Perry and other scholars refer to these believers as “Christian nationalists,” since their assumptions about the country are deeply tied up with their personal faith. For Christian nationalists, honoring the flag and standing for the national anthem is part of living a life of faith.
“Patriotism and loyalty to the nation becomes synonymous with being a good Christian,” Perry said.
Taking a knee, on the other hand, is viewed as an attack on cherished values, he added.
“If my idea of a good Christian is somebody who loves their country, defends it faithfully and submits to governing authorities, then for you to (kneel) is more than a protest against the nation. It’s also a protest against things that I hold sacred,” Perry said.

San Francisco Giants’ Pablo Sandoval, left, and manager Gabe Kapler, second from left, kneel with others during the national anthem before an exhibition baseball game against the Oakland Athletics in San Francisco, Tuesday, July 21, 2020.
Jeff Chiu, Associated Press
Enduring controversy
Christian nationalism and concerns about kneeling in secular contexts help explain why religious leaders have emerged as prominent critics of Kaepernick and the athletes following in his footsteps this summer. Pastors have taken to the pulpit, to TV and to Twitter to decry what they see as an unchristian act.
There is a “way to protest social injustice without disrespecting our country,” the Rev. Robert Jeffress, who leads an evangelical Christian megachurch in Texas, said in 2017.
Surveys have shown that Christians, in general, are less supportive of athletes taking a knee during the national anthem than other Americans.
In 2018, just 14% of white evangelical Protestants and 30% of white mainline Protestants approve of the practice, compared to 63% of religiously unaffiliated adults and 47% of Americans overall, according to Pew Research Center data provided to the Deseret News.
Pew also found a gap in support between people who attend church weekly and those who spend less time in their pew. Around one-third of members of the former group (36%) supported players kneeling as a form of protest, compared to 51% of people who attend church less than weekly, researchers reported.

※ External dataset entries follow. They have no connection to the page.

//! # Store Commands
//!
//! Every change to a [`Document`] is expressed as one [`Mutation`]. Each
//! command names the sequence it works on through a [`Containment`] scope
//! (top level, a column, a card, a card inside a column) instead of a
//! generic path, so the set of commands matches the set of shapes the tree
//! can take.
//!
//! ## Semantics
//!
//! ### Insert
//! - Lands at `index`, clamped to the sequence length; `None` appends
//! - The whole inserted subtree is checked for legal nesting
//! - Every id in the inserted subtree must be new to the document
//!
//! ### Update
//! - Shallow merge of the patch into the node's content
//! - Kind and id never change
//!
//! ### Delete
//! - Removes the node and its subtree
//! - Clears the selection if it pointed anywhere inside the removed subtree
//!
//! ### Move
//! - Remove at `from`, re-insert at `to`, within one sequence
//! - Both indices must be in bounds

use crate::locator::{self, Containment};
use crate::nesting::{check_subtree, Placement};
use crate::store::Snapshot;
use pagebuilder_document::{Block, BlockId, BlockKind, Content, Document, SiteSettingsPatch};
use serde::{Deserialize, Serialize};
use std::collections::HashSet;
use thiserror::Error;

#[derive(Debug, Clone, Serialize, Deserialize, PartialEq)]
#[serde(tag = "type", rename_all = "snake_case")]
pub enum Mutation {
    /// Insert a new block (and anything it carries) into a sequence
    InsertBlock {
        scope: Containment,
        block: Block,
        #[serde(default, skip_serializing_if = "Option::is_none")]
        index: Option<usize>,
    },

    /// Merge a patch into a node's content, wherever it lives
    UpdateNode { node_id: BlockId, patch: Content },

    /// Merge a patch into a node that must live directly in `scope`
    UpdateChild {
        scope: Containment,
        node_id: BlockId,
        patch: Content,
    },

    /// Remove a node and its subtree, wherever it lives
    DeleteNode { node_id: BlockId },

    /// Remove a node that must live directly in `scope`
    DeleteChild { scope: Containment, node_id: BlockId },

    /// Reorder within one sequence
    MoveBlock {
        scope: Containment,
        from: usize,
        to: usize,
    },

    /// Set or clear the selection. The id is not checked.
    Select {
        #[serde(default)]
        node_id: Option<BlockId>,
    },

    UpdateSiteSettings { patch: SiteSettingsPatch },
}

#[derive(Error, Debug, Clone, PartialEq)]
pub enum MutationError {
    #[error("Node not found: {0}")]
    NodeNotFound(BlockId),

    #[error("Index {index} out of range for sequence of length {len}")]
    IndexOutOfRange { index: usize, len: usize },

    #[error("A {kind} block cannot be placed in {placement}")]
    IllegalNesting { kind: BlockKind, placement: Placement },

    #[error("Duplicate block id: {0}")]
    DuplicateId(BlockId),

    #[error("Invalid structure: {0}")]
    InvalidStructure(String),

    #[error("{kind} blocks have no field named {field:?}")]
    UnknownField { kind: BlockKind, field: String },

    #[error("Invalid value {value:?} for field {field:?}")]
    InvalidValue { field: String, value: String },
}

impl Mutation {
    /// Short name for logging
    pub fn name(&self) -> &'static str {
        match self {
            Mutation::InsertBlock { .. } => "insert_block",
            Mutation::UpdateNode { .. } => "update_node",
            Mutation::UpdateChild { .. } => "update_child",
            Mutation::DeleteNode { .. } => "delete_node",
            Mutation::DeleteChild { .. } => "delete_child",
            Mutation::MoveBlock { .. } => "move_block",
            Mutation::Select { .. } => "select",
            Mutation::UpdateSiteSettings { .. } => "update_site_settings",
        }
    }

    /// Apply mutation to the document with validation
    pub fn apply(&self, doc: &mut Document) -> Result<(), MutationError> {
        self.validate(doc)?;
        self.apply_validated(doc)
    }

    /// Apply a mutation that has already passed [`Mutation::validate`]
    /// against this exact document.
    pub(crate) fn apply_validated(&self, doc: &mut Document) -> Result<(), MutationError> {
        match self {
            Mutation::InsertBlock { scope, block, index } => Self::apply_insert(doc, scope, block, *index),

            Mutation::UpdateNode { node_id, patch } => {
                let node = locator::locate_mut(doc, node_id).ok_or_else(|| MutationError::NodeNotFound(node_id.clone()))?;
                node.content.merge(patch);
                Ok(())
            }

            Mutation::UpdateChild { scope, node_id, patch } => {
                let children = locator::sequence_mut(doc, scope)?;
                let node = children
                    .iter_mut()
                    .find(|b| b.id == *node_id)
                    .ok_or_else(|| MutationError::NodeNotFound(node_id.clone()))?;
                node.content.merge(patch);
                Ok(())
            }

            Mutation::DeleteNode { node_id } => {
                let scope = locator::locate(doc, node_id)
                    .map(|l| l.context)
                    .ok_or_else(|| MutationError::NodeNotFound(node_id.clone()))?;
                Self::apply_delete(doc, &scope, node_id)
            }

            Mutation::DeleteChild { scope, node_id } => Self::apply_delete(doc, scope, node_id),

            Mutation::MoveBlock { scope, from, to } => {
                let children = locator::sequence_mut(doc, scope)?;
                let len = children.len();
                if *from >= len || *to >= len {
                    return Err(MutationError::IndexOutOfRange {
                        index: (*from).max(*to),
                        len,
                    });
                }
                let block = children.remove(*from);
                children.insert(*to, block);
                Ok(())
            }

            Mutation::Select { node_id } => {
                doc.selected = node_id.clone();
                Ok(())
            }

            Mutation::UpdateSiteSettings { patch } => {
                doc.site_settings.apply(patch);
                Ok(())
            }
        }
    }

    fn apply_insert(
        doc: &mut Document,
        scope: &Containment,
        block: &Block,
        index: Option<usize>,
    ) -> Result<(), MutationError> {
        let children = locator::sequence_mut(doc, scope)?;
        let at = index.map_or(children.len(), |i| i.min(children.len()));

        let mut block = block.clone();
        if *scope == Containment::TopLevel {
            block.order = at;
        }
        children.insert(at, block);
        Ok(())
    }

    fn apply_delete(doc: &mut Document, scope: &Containment, node_id: &BlockId) -> Result<(), MutationError> {
        let children = locator::sequence_mut(doc, scope)?;
        let index = locator::index_of(children, node_id).ok_or_else(|| MutationError::NodeNotFound(node_id.clone()))?;
        let removed = children.remove(index);

        if let Some(selected) = &doc.selected {
            if removed.subtree_contains(selected) {
                doc.selected = None;
            }
        }
        Ok(())
    }

    /// Validate without applying
    pub fn validate(&self, doc: &Document) -> Result<(), MutationError> {
        match self {
            Mutation::InsertBlock { scope, block, .. } => {
                locator::sequence(doc, scope)?;
                check_subtree(block, Placement::from(scope))?;

                let mut incoming = HashSet::new();
                for id in block.subtree_ids() {
                    if !incoming.insert(id) || doc.contains(id) {
                        return Err(MutationError::DuplicateId(id.clone()));
                    }
                }
                Ok(())
            }

            Mutation::UpdateNode { node_id, .. } | Mutation::DeleteNode { node_id } => {
                locator::locate(doc, node_id).ok_or_else(|| MutationError::NodeNotFound(node_id.clone()))?;
                Ok(())
            }

            Mutation::UpdateChild { scope, node_id, .. } | Mutation::DeleteChild { scope, node_id } => {
                let children = locator::sequence(doc, scope)?;
                locator::index_of(children, node_id).ok_or_else(|| MutationError::NodeNotFound(node_id.clone()))?;
                Ok(())
            }

            Mutation::MoveBlock { scope, from, to } => {
                let len = locator::sequence(doc, scope)?.len();
                for index in [*from, *to] {
                    if index >= len {
                        return Err(MutationError::IndexOutOfRange { index, len });
                    }
                }
                Ok(())
            }

            Mutation::Select { .. } | Mutation::UpdateSiteSettings { .. } => Ok(()),
        }
    }
}

/// Result of applying a mutation through the store
#[derive(Debug, Clone)]
pub struct MutationResult {
    /// Store version after the command. Unchanged when rejected.
    pub version: u64,

    /// Snapshot after the command; the previous snapshot when rejected
    pub snapshot: Snapshot,

    pub outcome: Result<(), MutationError>,
}

impl MutationResult {
    pub fn is_applied(&self) -> bool {
        self.outcome.is_ok()
    }

    pub fn error(&self) -> Option<&MutationError> {
        self.outcome.as_ref().err()
    }
}

#[cfg(test)]
mod tests {
    use super::*;
    use pagebuilder_document::ColumnSide;

    fn block(id: &str, kind: BlockKind) -> Block {
        Block::new(id, kind, Content::new())
    }

    fn insert(scope: Containment, block: Block) -> Mutation {
        Mutation::InsertBlock {
            scope,
            block,
            index: None,
        }
    }

    fn top_ids(doc: &Document) -> Vec<&str> {
        doc.blocks.iter().map(|b| b.id.as_str()).collect()
    }

    #[test]
    fn test_mutation_serialization() {
        let mutation = Mutation::UpdateChild {
            scope: Containment::column("b", ColumnSide::Left),
            node_id: BlockId::from("c"),
            patch: Content::new().with("title", "Hello"),
        };

        let json = serde_json::to_value(&mutation).unwrap();
        assert_eq!(json["type"], "update_child");
        assert_eq!(json["scope"]["scope"], "column");
        assert_eq!(json["scope"]["twoColumnId"], "b");

        let deserialized: Mutation = serde_json::from_value(json).unwrap();
        assert_eq!(mutation, deserialized);
    }

    #[test]
    fn test_insert_clamps_index_and_sets_order() {
        let mut doc = Document::with_blocks(vec![block("a", BlockKind::Header)]);
        Mutation::InsertBlock {
            scope: Containment::TopLevel,
            block: block("b", BlockKind::Divider),
            index: Some(99),
        }
        .apply(&mut doc)
        .unwrap();

        assert_eq!(top_ids(&doc), vec!["a", "b"]);
        assert_eq!(doc.blocks[1].order, 1);
    }

    #[test]
    fn test_insert_rejects_duplicate_ids() {
        let mut doc = Document::with_blocks(vec![block("a", BlockKind::Header)]);
        let result = insert(Containment::TopLevel, block("a", BlockKind::Text)).apply(&mut doc);
        assert_eq!(result, Err(MutationError::DuplicateId(BlockId::from("a"))));

        let card = block("c", BlockKind::Card).with_card_child(block("c", BlockKind::Text));
        let result = insert(Containment::TopLevel, card).apply(&mut doc);
        assert_eq!(result, Err(MutationError::DuplicateId(BlockId::from("c"))));
        assert_eq!(doc.blocks.len(), 1);
    }

    #[test]
    fn test_insert_into_missing_container() {
        let mut doc = Document::new();
        let result = insert(Containment::card("nope"), block("x", BlockKind::Text)).apply(&mut doc);
        assert_eq!(result, Err(MutationError::NodeNotFound(BlockId::from("nope"))));
    }

    #[test]
    fn test_move_within_column() {
        let columns = block("b", BlockKind::TwoColumn)
            .with_column_child(ColumnSide::Right, block("x", BlockKind::Text))
            .with_column_child(ColumnSide::Right, block("y", BlockKind::Text))
            .with_column_child(ColumnSide::Right, block("z", BlockKind::Text));
        let mut doc = Document::with_blocks(vec![columns]);

        Mutation::MoveBlock {
            scope: Containment::column("b", ColumnSide::Right),
            from: 0,
            to: 2,
        }
        .apply(&mut doc)
        .unwrap();

        let right: Vec<&str> = doc.blocks[0].children.right.iter().map(|b| b.id.as_str()).collect();
        assert_eq!(right, vec!["y", "z", "x"]);
    }

    #[test]
    fn test_move_out_of_range() {
        let mut doc = Document::with_blocks(vec![block("a", BlockKind::Header), block("b", BlockKind::Text)]);
        let result = Mutation::MoveBlock {
            scope: Containment::TopLevel,
            from: 0,
            to: 2,
        }
        .apply(&mut doc);

        assert_eq!(result, Err(MutationError::IndexOutOfRange { index: 2, len: 2 }));
        assert_eq!(top_ids(&doc), vec!["a", "b"]);
    }

    #[test]
    fn test_delete_child_requires_scope_match() {
        let card = block("g", BlockKind::Card).with_card_child(block("h", BlockKind::Text));
        let mut doc = Document::with_blocks(vec![card, block("i", BlockKind::Text)]);

        let result = Mutation::DeleteChild {
            scope: Containment::card("g"),
            node_id: BlockId::from("i"),
        }
        .apply(&mut doc);
        assert_eq!(result, Err(MutationError::NodeNotFound(BlockId::from("i"))));

        Mutation::DeleteChild {
            scope: Containment::card("g"),
            node_id: BlockId::from("h"),
        }
        .apply(&mut doc)
        .unwrap();
        assert!(doc.blocks[0].card_children.is_empty());
    }

    #[test]
    fn test_delete_clears_selection_inside_subtree() {
        let card = block("g", BlockKind::Card).with_card_child(block("h", BlockKind::Text));
        let mut doc = Document::with_blocks(vec![card]);
        doc.selected = Some(BlockId::from("h"));

        Mutation::DeleteNode {
            node_id: BlockId::from("g"),
        }
        .apply(&mut doc)
        .unwrap();

        assert!(doc.blocks.is_empty());
        assert_eq!(doc.selected, None);
    }

    #[test]
    fn test_update_merges_patch() {
        let mut doc = Document::with_blocks(vec![Block::new(
            "a",
            BlockKind::Heading,
            Content::new().with("text", "Old").with("level", "h2"),
        )]);

        Mutation::UpdateNode {
            node_id: BlockId::from("a"),
            patch: Content::new().with("text", "New"),
        }
        .apply(&mut doc)
        .unwrap();

        assert_eq!(doc.blocks[0].content.text("text"), Some("New"));
        assert_eq!(doc.blocks[0].content.text("level"), Some("h2"));
    }

    #[test]
    fn test_site_settings_patch() {
        let mut doc = Document::new();
        Mutation::UpdateSiteSettings {
            patch: SiteSettingsPatch {
                site_name: Some("Field Notes".to_string()),
                ..Default::default()
            },
        }
        .apply(&mut doc)
        .unwrap();

        assert_eq!(doc.site_settings.site_name, "Field Notes");
        assert_eq!(doc.site_settings.author, "Your Name");
    }
}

In the two years since Pew’s survey was fielded, taking a knee as a form of protest has become much more common and, according to recent research, more widely accepted.
But religion experts don’t expect faith-fueled criticism of the practice to go away any time soon.
Instead, the surrounding debates will likely become even more heated, as athletes like Coonrod, who cite their faith as a reason to keep standing, become the exception and not the rule, said the Rev. Joe Carter, executive pastor at McLean Bible Church in Arlington, Virginia.
“I can respect the decision to kneel, but now it seems like it’s almost expected,” he said.
Christians, and all Americans, need to grant athletes the freedom to make their own decision, the Rev. Carter added.
“If you’re doing it because everybody is doing it, it’s lost its meaning,” he said.